DIRECTIONS FOR THIS TASK
For this exercise, copy each line of the records that contains the word "Clone".

EXERCISE MATERIAL
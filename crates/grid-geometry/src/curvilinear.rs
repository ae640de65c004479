//! Curvilinear grid geometry.
//!
//! Each node owns the quadrilateral bounded by the midpoints to its
//! neighbours. Corners are computed once, eagerly, from a node array padded
//! by linear extrapolation so that edge nodes get a full cell too and the
//! cells tile the grid without gaps.

use std::hash::{Hash, Hasher};
use std::time::Instant;

use crate::coords::GridCoordinates;
use crate::error::Result;
use crate::longitude::{constrain_lon_180, harmonize_longitudes};
use crate::rect::LonLatRect;

/// Tolerance for treating a point as lying on a cell edge.
pub const EDGE_EPSILON: f64 = 1e-12;

/// A grid whose cells are arbitrary quadrilaterals in lon/lat space.
#[derive(Debug, Clone)]
pub struct CurvilinearGrid {
    coords: GridCoordinates,
    /// `(ni + 1) * (nj + 1)` corner longitudes, not wrapped.
    corner_lon: Vec<f64>,
    corner_lat: Vec<f64>,
    bbox: LonLatRect,
}

impl CurvilinearGrid {
    /// Validate raw arrays and build the geometry.
    pub fn new(ni: usize, nj: usize, lon: Vec<f64>, lat: Vec<f64>) -> Result<Self> {
        Ok(Self::from_coordinates(GridCoordinates::new(ni, nj, lon, lat)?))
    }

    /// Build the geometry from already validated coordinates.
    pub fn from_coordinates(coords: GridCoordinates) -> Self {
        let start = Instant::now();
        let (corner_lon, corner_lat) = make_corners(&coords);

        let mut grid = Self {
            coords,
            corner_lon,
            corner_lat,
            bbox: LonLatRect::new(0.0, 0.0, 0.0, 0.0),
        };
        // Cell rectangles are moved into one continuous longitude frame
        // around the first node so an antimeridian grid stays compact.
        let reference = grid.midpoint(0, 0).0;
        let first = grid.cell(0, 0).rect;
        grid.bbox = grid.cells().fold(first, |acc, cell| {
            let centre = (cell.rect.min_lon + cell.rect.max_lon) / 2.0;
            let shift = harmonize_longitudes(reference, centre) - centre;
            acc.union(&cell.rect.translate_lon(shift))
        });

        tracing::debug!(
            ni = grid.ni(),
            nj = grid.nj(),
            elapsed_ms = start.elapsed().as_millis() as u64,
            "Computed curvilinear cell corners"
        );
        grid
    }

    /// The node coordinates this geometry was built from.
    pub fn coordinates(&self) -> &GridCoordinates {
        &self.coords
    }

    pub fn ni(&self) -> usize {
        self.coords.ni()
    }

    pub fn nj(&self) -> usize {
        self.coords.nj()
    }

    /// Number of cells (equal to the number of nodes).
    pub fn len(&self) -> usize {
        self.coords.len()
    }

    /// Always false, see [`GridCoordinates::is_empty`].
    pub fn is_empty(&self) -> bool {
        false
    }

    /// The node at `(i, j)`, which is also the centroid of its cell.
    pub fn midpoint(&self, i: usize, j: usize) -> (f64, f64) {
        self.coords.node(i, j)
    }

    /// Bounding rectangle of all cells in a continuous longitude frame.
    /// May extend past ±180 when the grid touches the antimeridian.
    pub fn bounding_box(&self) -> LonLatRect {
        self.bbox
    }

    /// The cell owned by node `(i, j)`.
    ///
    /// # Panics
    /// Panics if `(i, j)` is outside the grid.
    pub fn cell(&self, i: usize, j: usize) -> Cell {
        assert!(i < self.ni() && j < self.nj(), "cell ({i}, {j}) outside grid");
        let centroid = self.coords.node(i, j);
        let stride = self.ni() + 1;
        let corner = |ci: usize, cj: usize| {
            let index = cj * stride + ci;
            (
                harmonize_longitudes(centroid.0, self.corner_lon[index]),
                self.corner_lat[index],
            )
        };
        Cell::new(
            i,
            j,
            [corner(i, j), corner(i + 1, j), corner(i + 1, j + 1), corner(i, j + 1)],
            centroid,
        )
    }

    /// All cells, i fastest. One pass over the grid.
    pub fn cells(&self) -> impl Iterator<Item = Cell> + '_ {
        let ni = self.ni();
        (0..self.len()).map(move |index| self.cell(index % ni, index / ni))
    }

    /// The up to four cells sharing an edge with `(i, j)`.
    pub fn edge_neighbours(&self, i: usize, j: usize) -> impl Iterator<Item = (usize, usize)> {
        let (ni, nj) = (self.ni(), self.nj());
        [
            (i > 0).then(|| (i - 1, j)),
            (i + 1 < ni).then(|| (i + 1, j)),
            (j > 0).then(|| (i, j - 1)),
            (j + 1 < nj).then(|| (i, j + 1)),
        ]
        .into_iter()
        .flatten()
    }

    /// Mean of `sqrt(area)` over all cells, in degrees.
    pub fn mean_cell_size(&self) -> f64 {
        let total: f64 = self.cells().map(|cell| cell.area().sqrt()).sum();
        total / self.len() as f64
    }
}

impl PartialEq for CurvilinearGrid {
    fn eq(&self, other: &Self) -> bool {
        self.coords == other.coords
    }
}

impl Eq for CurvilinearGrid {}

impl Hash for CurvilinearGrid {
    fn hash<H: Hasher>(&self, state: &mut H) {
        self.coords.hash(state);
    }
}

/// Corner arrays of size `(ni + 1) * (nj + 1)`.
fn make_corners(coords: &GridCoordinates) -> (Vec<f64>, Vec<f64>) {
    let (ni, nj) = (coords.ni(), coords.nj());
    let (pni, pnj) = (ni + 2, nj + 2);
    let mut plon = vec![0.0; pni * pnj];
    let mut plat = vec![0.0; pni * pnj];
    let p = |pi: usize, pj: usize| pj * pni + pi;

    for j in 0..nj {
        for i in 0..ni {
            let (lon, lat) = coords.node(i, j);
            plon[p(i + 1, j + 1)] = lon;
            plat[p(i + 1, j + 1)] = lat;
        }
    }

    // Extrapolate along i for the real rows, then along j for every column
    // (including the two padded ones) to fill the padded corners.
    for pj in 1..=nj {
        for (edge, inner, target) in [(1, 2, 0), (ni, ni - 1, ni + 1)] {
            let (lon, lat) = extrapolate(
                (plon[p(edge, pj)], plat[p(edge, pj)]),
                (plon[p(inner, pj)], plat[p(inner, pj)]),
            );
            plon[p(target, pj)] = lon;
            plat[p(target, pj)] = lat;
        }
    }
    for pi in 0..pni {
        for (edge, inner, target) in [(1, 2, 0), (nj, nj - 1, nj + 1)] {
            let (lon, lat) = extrapolate(
                (plon[p(pi, edge)], plat[p(pi, edge)]),
                (plon[p(pi, inner)], plat[p(pi, inner)]),
            );
            plon[p(pi, target)] = lon;
            plat[p(pi, target)] = lat;
        }
    }

    let mut corner_lon = Vec::with_capacity((ni + 1) * (nj + 1));
    let mut corner_lat = Vec::with_capacity((ni + 1) * (nj + 1));
    for cj in 0..=nj {
        for ci in 0..=ni {
            let ids = [p(ci, cj), p(ci + 1, cj), p(ci, cj + 1), p(ci + 1, cj + 1)];
            let reference = plon[ids[0]];
            let lon_sum: f64 = ids
                .iter()
                .map(|&k| harmonize_longitudes(reference, plon[k]))
                .sum();
            let lat_sum: f64 = ids.iter().map(|&k| plat[k]).sum();
            corner_lon.push(lon_sum / 4.0);
            corner_lat.push(lat_sum / 4.0);
        }
    }
    (corner_lon, corner_lat)
}

/// `2 * edge - inner`, with the inner longitude harmonized to the edge.
fn extrapolate(edge: (f64, f64), inner: (f64, f64)) -> (f64, f64) {
    let inner_lon = harmonize_longitudes(edge.0, inner.0);
    (2.0 * edge.0 - inner_lon, 2.0 * edge.1 - inner.1)
}

/// One quadrilateral grid cell.
#[derive(Debug, Clone, PartialEq)]
pub struct Cell {
    pub i: usize,
    pub j: usize,
    /// Corners in order around the cell, longitudes harmonized to the
    /// centroid so the polygon is contiguous.
    pub corners: [(f64, f64); 4],
    pub centroid: (f64, f64),
    pub rect: LonLatRect,
    crosses_antimeridian: bool,
}

impl Cell {
    fn new(i: usize, j: usize, corners: [(f64, f64); 4], centroid: (f64, f64)) -> Self {
        let mut rect = LonLatRect::new(centroid.0, centroid.1, centroid.0, centroid.1);
        let mut native_min = f64::INFINITY;
        let mut native_max = f64::NEG_INFINITY;
        for &(lon, lat) in &corners {
            rect.include(lon, lat);
            let native = constrain_lon_180(lon);
            native_min = native_min.min(native);
            native_max = native_max.max(native);
        }
        Self {
            i,
            j,
            corners,
            centroid,
            rect,
            crosses_antimeridian: native_max - native_min > 180.0,
        }
    }

    /// True when the cell's wrapped corner longitudes span more than 180°,
    /// i.e. the cell straddles ±180.
    pub fn crosses_antimeridian(&self) -> bool {
        self.crosses_antimeridian
    }

    /// Longitude offset of the duplicate representation needed by spatial
    /// indexes for antimeridian cells, `None` for ordinary cells.
    pub fn antimeridian_shift(&self) -> Option<f64> {
        if !self.crosses_antimeridian {
            return None;
        }
        let centre = (self.rect.min_lon + self.rect.max_lon) / 2.0;
        Some(if centre > 0.0 { -360.0 } else { 360.0 })
    }

    /// Point-in-polygon test, inclusive of edges.
    ///
    /// The query longitude is first moved by ±360 to the representation
    /// nearest the centroid, which covers the shifted duplicate of
    /// antimeridian cells.
    pub fn contains(&self, lon: f64, lat: f64) -> bool {
        if !lon.is_finite() || !lat.is_finite() {
            return false;
        }
        let lon = harmonize_longitudes(self.centroid.0, constrain_lon_180(lon));
        self.rect.contains(lon, lat) && point_in_polygon(&self.corners, lon, lat)
    }

    /// Squared planar distance in degrees from the centroid, longitudes
    /// harmonized.
    pub fn distance_sq(&self, lon: f64, lat: f64) -> f64 {
        let dlon = harmonize_longitudes(self.centroid.0, lon) - self.centroid.0;
        let dlat = lat - self.centroid.1;
        dlon * dlon + dlat * dlat
    }

    /// Planar area in square degrees.
    pub fn area(&self) -> f64 {
        let mut twice = 0.0;
        for k in 0..4 {
            let (x0, y0) = self.corners[k];
            let (x1, y1) = self.corners[(k + 1) % 4];
            twice += x0 * y1 - x1 * y0;
        }
        twice.abs() / 2.0
    }
}

/// Ray casting with an explicit on-edge check.
pub fn point_in_polygon(vertices: &[(f64, f64)], x: f64, y: f64) -> bool {
    let n = vertices.len();
    if n < 3 {
        return false;
    }
    let mut inside = false;
    let mut k = n - 1;
    for m in 0..n {
        let (xm, ym) = vertices[m];
        let (xk, yk) = vertices[k];
        if on_segment((xk, yk), (xm, ym), x, y) {
            return true;
        }
        if (ym > y) != (yk > y) {
            let x_cross = (xk - xm) * (y - ym) / (yk - ym) + xm;
            if x < x_cross {
                inside = !inside;
            }
        }
        k = m;
    }
    inside
}

fn on_segment(a: (f64, f64), b: (f64, f64), x: f64, y: f64) -> bool {
    let (dx, dy) = (b.0 - a.0, b.1 - a.1);
    let cross = dx * (y - a.1) - dy * (x - a.0);
    let scale = dx.abs().max(dy.abs()).max(1.0);
    if cross.abs() > EDGE_EPSILON * scale {
        return false;
    }
    x >= a.0.min(b.0) - EDGE_EPSILON
        && x <= a.0.max(b.0) + EDGE_EPSILON
        && y >= a.1.min(b.1) - EDGE_EPSILON
        && y <= a.1.max(b.1) + EDGE_EPSILON
}

#[cfg(test)]
mod tests {
    use super::*;
    use crate::GeometryError;

    /// Unit-spaced grid with node (i, j) at (lon0 + i, lat0 + j).
    fn unit_grid(ni: usize, nj: usize, lon0: f64, lat0: f64) -> CurvilinearGrid {
        let mut lon = Vec::new();
        let mut lat = Vec::new();
        for j in 0..nj {
            for i in 0..ni {
                lon.push(lon0 + i as f64);
                lat.push(lat0 + j as f64);
            }
        }
        CurvilinearGrid::new(ni, nj, lon, lat).unwrap()
    }

    #[test]
    fn test_interior_corners_are_midpoints() {
        let grid = unit_grid(4, 3, 10.0, 20.0);
        let cell = grid.cell(2, 1);
        assert_eq!(cell.centroid, (12.0, 21.0));
        assert_eq!(
            cell.corners,
            [(11.5, 20.5), (12.5, 20.5), (12.5, 21.5), (11.5, 21.5)]
        );
        assert!((cell.area() - 1.0).abs() < 1e-12);
    }

    #[test]
    fn test_edge_cells_extend_half_a_step() {
        let grid = unit_grid(4, 3, 10.0, 20.0);
        let corner = grid.cell(0, 0);
        assert_eq!(corner.corners[0], (9.5, 19.5));
        let far = grid.cell(3, 2);
        assert_eq!(far.corners[2], (13.5, 22.5));
        assert_eq!(grid.bounding_box(), LonLatRect::new(9.5, 19.5, 13.5, 22.5));
    }

    #[test]
    fn test_cells_tile_without_gaps() {
        let grid = unit_grid(5, 4, 0.0, 0.0);
        let mut n = 0;
        for step in 0..200 {
            let lon = -0.45 + 4.9 * (step as f64 / 199.0);
            let lat = -0.45 + 3.9 * ((step * 37 % 200) as f64 / 199.0);
            let hits = grid.cells().filter(|c| c.contains(lon, lat)).count();
            assert!(hits >= 1, "no cell contains ({lon}, {lat})");
            n += 1;
        }
        assert_eq!(n, 200);
    }

    #[test]
    fn test_rect_contains_centroid() {
        let grid = unit_grid(3, 3, -1.0, -1.0);
        for cell in grid.cells() {
            assert!(cell.rect.contains(cell.centroid.0, cell.centroid.1));
            assert!(cell.contains(cell.centroid.0, cell.centroid.1));
        }
    }

    #[test]
    fn test_edge_points_are_inside() {
        let grid = unit_grid(4, 3, 0.0, 0.0);
        // Shared edge between (1, 1) and (2, 1)
        assert!(grid.cell(1, 1).contains(1.5, 1.0));
        assert!(grid.cell(2, 1).contains(1.5, 1.0));
        assert!(!grid.cell(3, 1).contains(1.5, 1.0));
    }

    #[test]
    fn test_antimeridian_cell() {
        // Node (1, 0) sits on the antimeridian; its corners are at +179 and -179
        let lon = vec![178.0, 180.0, -178.0, 178.0, 180.0, -178.0];
        let lat = vec![0.0, 0.0, 0.0, 1.0, 1.0, 1.0];
        let grid = CurvilinearGrid::new(3, 2, lon, lat).unwrap();
        let cell = grid.cell(1, 0);
        assert!(cell.crosses_antimeridian());
        assert!(cell.contains(179.9, 0.0));
        assert!(cell.contains(-179.9, 0.0));
        assert_eq!(cell.antimeridian_shift(), Some(360.0));

        let west = grid.cell(0, 0);
        assert!(!west.crosses_antimeridian());
        assert!(west.contains(178.2, 0.0));
        assert_eq!(west.antimeridian_shift(), None);
        assert!(!west.contains(-179.9, 0.0));

        let bbox = grid.bounding_box();
        assert_eq!((bbox.min_lon, bbox.max_lon), (177.0, 183.0));
    }

    #[test]
    fn test_edge_neighbours() {
        let grid = unit_grid(3, 3, 0.0, 0.0);
        let corner: Vec<_> = grid.edge_neighbours(0, 0).collect();
        assert_eq!(corner, vec![(1, 0), (0, 1)]);
        assert_eq!(grid.edge_neighbours(1, 1).count(), 4);
    }

    #[test]
    fn test_mean_cell_size() {
        let grid = unit_grid(4, 4, 0.0, 0.0);
        assert!((grid.mean_cell_size() - 1.0).abs() < 1e-12);
    }

    #[test]
    fn test_degenerate_input_fails_fast() {
        let err = CurvilinearGrid::new(3, 1, vec![0.0; 3], vec![0.0; 3]).unwrap_err();
        assert_eq!(err, GeometryError::Degenerate { ni: 3, nj: 1 });
    }

    #[test]
    fn test_point_in_polygon_rotated() {
        let diamond = [(0.0, -1.0), (1.0, 0.0), (0.0, 1.0), (-1.0, 0.0)];
        assert!(point_in_polygon(&diamond, 0.0, 0.0));
        assert!(point_in_polygon(&diamond, 0.5, 0.5));
        assert!(!point_in_polygon(&diamond, 0.8, 0.8));
    }
}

WRITTEN REPLY
#[derive(Debug, Clone)]
#[derive(Debug, Clone, PartialEq)]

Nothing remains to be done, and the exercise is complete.